InheritanceThe transmission pattern of PNRIID in the families reported by Ylikallio et al. (2017) was consistent with autosomal recessive inheritance.
Molecular GeneticsIn a Dutch brother and sister, born of unrelated parents, with mild intellectual disability, Schuurs-Hoeijmakers et al. (2013) identified a homozygous missense mutation in the MCM3AP gene (E915K; 603294.0001) affecting a highly conserved residue in the Sac3 domain. The variant, which was found by exome sequencing and confirmed by Sanger sequencing, was present in less than 1% of dbSNP (build 134) samples and in less than 1% of 672 in-house exomes. DNA from the parents was not available for segregation analysis. Schuurs-Hoeijmakers et al. (2013) noted that the MCM3AP gene is expressed in the brain or in neuronal tissue.

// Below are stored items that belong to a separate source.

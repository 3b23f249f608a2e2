//! Exact decimal quantities with units.
//!
//! Every monetary or rate value in factforge is a [`Quantity`]: a
//! `BigDecimal` amount tagged with a [`Unit`]. Floats never enter the
//! calculation path.
//!
//! # Unit algebra
//!
//! - `add`, `sub`, `min`, `max` require equal units.
//! - Multiplying by a scaling unit (`Ratio`, `Count`, `Percent`,
//!   `BasisPoints`) keeps the other operand's unit. Percent scales by 1/100,
//!   basis points by 1/10000.
//! - `X / X` yields a `Ratio`; `X / scaling` yields `X`.
//! - Anything else is a unit mismatch.
//!
//! Intermediate results are capped at [`MAX_SIGNIFICANT_DIGITS`] significant
//! digits and rejected beyond [`MAX_INTEGER_DIGITS`] integer digits. Amounts
//! entering the kernel (parsed, deserialized, client data, constants) are
//! range checked first, so an exponent like `1e1000000` is refused before any
//! arithmetic rescales it.

use std::cmp::Ordering;
use std::fmt;
use std::str::FromStr;

use bigdecimal::{BigDecimal, RoundingMode};
use serde::{Deserialize, Deserializer, Serialize, Serializer};

use crate::error::{ExecutionError, ValidationError};

/// Significant digits kept for intermediate results.
pub const MAX_SIGNIFICANT_DIGITS: u64 = 34;

/// Largest integer part accepted before a calculation is rejected.
pub const MAX_INTEGER_DIGITS: u64 = 28;

/// Largest number of periods accepted by [`Quantity::compound`].
pub const MAX_COMPOUND_PERIODS: u32 = 1200;

/// Largest rounding scale (decimal places).
pub const MAX_ROUNDING_SCALE: u32 = 28;

/// Most decimal places accepted on an incoming amount.
pub const MAX_AMOUNT_SCALE: i64 = 34;

/// Longest decimal text accepted by [`Quantity::parse`] and deserialization.
pub const MAX_AMOUNT_TEXT_LEN: usize = 64;

/// Unit attached to every quantity.
#[derive(Debug, Clone, Copy, PartialEq, Eq, Hash, PartialOrd, Ord, Serialize, Deserialize)]
#[serde(rename_all = "snake_case")]
pub enum Unit {
    /// Australian dollars.
    Dollars,
    /// Percentage points (15 means 15%).
    Percent,
    /// Basis points (150 means 1.5%).
    BasisPoints,
    /// Elapsed years.
    Years,
    /// Dimensionless ratio (0.15 means 15%).
    Ratio,
    /// Dimensionless count.
    Count,
}

impl Unit {
    /// Multiplier that turns this unit into a plain scaling factor, if it is one.
    fn scale_factor(self) -> Option<BigDecimal> {
        match self {
            Self::Ratio | Self::Count => Some(BigDecimal::from(1)),
            Self::Percent => Some(BigDecimal::new(1.into(), 2)),
            Self::BasisPoints => Some(BigDecimal::new(1.into(), 4)),
            Self::Dollars | Self::Years => None,
        }
    }

    /// Returns true if this unit can scale another quantity.
    #[must_use]
    pub fn is_scaling(self) -> bool {
        self.scale_factor().is_some()
    }

    /// Wire name of the unit.
    #[must_use]
    pub const fn as_str(self) -> &'static str {
        match self {
            Self::Dollars => "dollars",
            Self::Percent => "percent",
            Self::BasisPoints => "basis_points",
            Self::Years => "years",
            Self::Ratio => "ratio",
            Self::Count => "count",
        }
    }
}

impl fmt::Display for Unit {
    fn fmt(&self, f: &mut fmt::Formatter<'_>) -> fmt::Result {
        f.write_str(self.as_str())
    }
}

In 9 patients from 5 unrelated families with PNRIID, Ylikallio et al. (2017) identified homozygous or compound heterozygous mutations in the MCM3AP gene (see, e.g., 603294.0002-603294.0005). The mutations, which were found by whole-exome sequencing and confirmed by Sanger sequencing, segregated with the disorder in the families. Patients in 4 families were compound heterozygous for a missense mutation affecting a conserved residue and a frameshift, nonsense, or splice site mutation, predicted to result in a loss of function or to be subjected to nonsense-mediated mRNA decay. Fibroblasts derived from 1 patient (family F) showed significantly decreased levels of MCM3AP mRNA and protein levels of 20% compared to controls, whereas fibroblasts from the affected individual in family A showed a milder decrease in protein levels at about 85% of controls. Patient cells did not show a deficit in DNA repair. Ylikallio et al. (2017) postulated that the mutations resulted in a partial or complete loss of protein function, possibly leading to abnormal nuclear retention of mRNAs that are crucial for neuronal function.
In 4 patients from 3 unrelated families with PNRIID, Karakaya et al. (2017) identified homozygous or compound heterozygous mutations in the MCM3AP gene (see, e.g., 603294.0006 and 603294.0007). The mutations were found by targeted sequencing of a gene panel and confirmed by Sanger sequencing. Segregation studies confirmed recessive inheritance in 2 of the families. Functional studies of the variants and studies of patient cells were not performed, but 2 families carried homozygous missense mutations in the Sac 3 domain, and the third family was compound heterozygous for a nonsense and a frameshift mutation. Two families were consanguineous and of Kurdish and Iranian descent, respectively.
In 3 sibs of Lebanese ethnicity with PNRIID, Kennerson et al. (2018) identified a homozygous missense mutation in the Sac3 domain of the MCM3AP gene (L870S; 603294.0008). The mutation, which was found by whole-exome sequencing and confirmed by Sanger sequencing, segregated with the disorder in the family. Functional studies of the variant and studies of patient cells were not performed.